AVS 52nd International Symposium
    Electronic Materials and Processing Thursday Sessions
       Session EM1-ThM

Paper EM1-ThM7
Conduction through Cytochrome c Molecules

Thursday, November 3, 2005, 10:20 am, Room 309

Session: Molecular Electronics
Presenter: T. Matsumoto, Osaka University, Japan
Authors: T. Matsumoto, Osaka University, Japan
M. Kataoka, Osaka University, Japan
T. Kawai, Osaka University, Japan
Correspondent: Click to Email
Cytochrome c, which mediates electron transfer in biological system, is a candidate molecule with the suitable structure for electronic elements that comprise insulating and active parts. Since this redox center is isolated from the surroundings by the insulating part, the structure of cytochrome c can be regarded as a double tunneling junction for single electron tunneling.

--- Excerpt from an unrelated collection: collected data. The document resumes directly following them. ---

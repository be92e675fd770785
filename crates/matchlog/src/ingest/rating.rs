//! Per-match player rating
//!
//! A match performance score compares each per-round rate with a baseline:
//! `score = Σ wᵢ · (rateᵢ / baselineᵢ) / Σ wᵢ`, so an average match scores 1.0.
//! The rating then moves by `k_factor · (score - 1)` and never drops below 0.

use serde::{Deserialize, Serialize};
use thiserror::Error;

use super::context::MatchTally;

#[derive(Debug, Error, PartialEq)]
pub enum RatingError {
    #[error("{0} must be finite and non-negative")]
    Negative(&'static str),

    #[error("weights must not all be zero")]
    NoWeight,
}

/// Relative importance of each performance component
#[derive(Debug, Clone, PartialEq, Serialize, Deserialize)]
#[serde(default)]
pub struct RatingWeights {
    pub kills: f64,
    pub survival: f64,
    pub damage: f64,
    pub assists: f64,
    pub headshots: f64,
    pub clutches: f64,
}

impl Default for RatingWeights {
    fn default() -> Self {
        Self {
            kills: 0.35,
            survival: 0.20,
            damage: 0.25,
            assists: 0.10,
            headshots: 0.05,
            clutches: 0.05,
        }
    }
}

/// Per-round rates an average player reaches
#[derive(Debug, Clone, PartialEq, Serialize, Deserialize)]
#[serde(default)]
pub struct RatingBaselines {
    pub kills_per_round: f64,
    pub survival_rate: f64,
    pub assists_per_round: f64,
    pub damage_per_round: f64,
    pub headshots_per_round: f64,
    pub clutches_per_round: f64,
}

impl Default for RatingBaselines {
    fn default() -> Self {
        Self {
            kills_per_round: 0.70,
            survival_rate: 0.32,
            assists_per_round: 0.15,
            damage_per_round: 80.0,
            headshots_per_round: 0.21,
            clutches_per_round: 0.05,
        }
    }
}

#[derive(Debug, Clone, PartialEq, Serialize, Deserialize)]
#[serde(default)]
pub struct RatingConfig {
    /// Rating given to a player on their first archived match
    pub initial_rating: f64,
    pub k_factor: f64,
    pub weights: RatingWeights,
    pub baselines: RatingBaselines,
}

impl Default for RatingConfig {
    fn default() -> Self {
        Self {
            initial_rating: 1000.0,
            k_factor: 25.0,
            weights: RatingWeights::default(),
            baselines: RatingBaselines::default(),
        }
    }
}

impl RatingConfig {
    pub fn validate(&self) -> Result<(), RatingError> {
        let w = &self.weights;
        let b = &self.baselines;
        let fields = [
            ("initial_rating", self.initial_rating),
            ("k_factor", self.k_factor),
            ("weights.kills", w.kills),
            ("weights.survival", w.survival),
            ("weights.damage", w.damage),
            ("weights.assists", w.assists),
            ("weights.headshots", w.headshots),
            ("weights.clutches", w.clutches),
            ("baselines.kills_per_round", b.kills_per_round),
            ("baselines.survival_rate", b.survival_rate),
            ("baselines.assists_per_round", b.assists_per_round),
            ("baselines.damage_per_round", b.damage_per_round),
            ("baselines.headshots_per_round", b.headshots_per_round),
            ("baselines.clutches_per_round", b.clutches_per_round),
        ];

        for (name, value) in fields {
            if !value.is_finite() || value < 0.0 {
                return Err(RatingError::Negative(name));
            }
        }

        if self.total_weight() == 0.0 {
            return Err(RatingError::NoWeight);
        }
        Ok(())
    }

    fn total_weight(&self) -> f64 {
        let w = &self.weights;
        w.kills + w.survival + w.damage + w.assists + w.headshots + w.clutches
    }
}

fn relative(rate: f64, baseline: f64) -> f64 {
    if baseline > 0.0 {
        rate / baseline
    } else {
        0.0
    }
}

/// Weighted match performance, 1.0 being an average match
///
/// Returns `None` when the player played no rounds.
pub fn performance(tally: &MatchTally, config: &RatingConfig) -> Option<f64> {
    if tally.rounds_played == 0 {
        return None;
    }

    let rounds = f64::from(tally.rounds_played);
    let survived = f64::from(tally.rounds_played.saturating_sub(tally.deaths));

    let w = &config.weights;
    let b = &config.baselines;
    let weighted = w.kills * relative(f64::from(tally.kills) / rounds, b.kills_per_round)
        + w.survival * relative(survived / rounds, b.survival_rate)
        + w.damage * relative(tally.damage_dealt as f64 / rounds, b.damage_per_round)
        + w.assists * relative(f64::from(tally.assists) / rounds, b.assists_per_round)
        + w.headshots * relative(f64::from(tally.headshot_kills) / rounds, b.headshots_per_round)
        + w.clutches * relative(f64::from(tally.clutches_won) / rounds, b.clutches_per_round);

    let total = config.total_weight();
    (total > 0.0).then(|| weighted / total)
}

/// Rating after one match
pub fn rate(previous: f64, tally: &MatchTally, config: &RatingConfig) -> f64 {
    match performance(tally, config) {
        Some(score) => (previous + config.k_factor * (score - 1.0)).max(0.0),
        None => previous,
    }
}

However, thin film of cytochrome c shows low conductivity, whereas, in vivo, single or several molecules derive electrons with high efficiency. For this reason, the measurement of the electrical conduction through single or several cyt.c molecules in solid state is a challenge to a critical stage towards the realization of bioelectronic devices using electron transfer proteins. Here, we demonstrate that cytochrome c molecules are electrically active on electrode surface modified with self-assembled monolayer. We also found that the strong influence of the variation of self-assembled monolayer on the conduction through cytochrome c. The gap-edge voltages observed are 0.5V for 2,2â?T-PySSPy and 1.3V for 4,4â?T-PySSPy. To confirm the participation of heme in the conduction through cytochrome c, the comparative experimenht for Zn cytochrome c, whose heme ion of Fe is replaced to Zn, was performed. In case of Zn cytochrome c, any detectable current has not been observed. This implies that the current goes through the ion in the reaction center of cytochrome c molecules suggesting that the conduction mechanism might be single electron tunneling. The SAM modification is also useful for nanogap electrode. The current through the molecule increases with increasing temperature suggesting the presence of thermal excitation.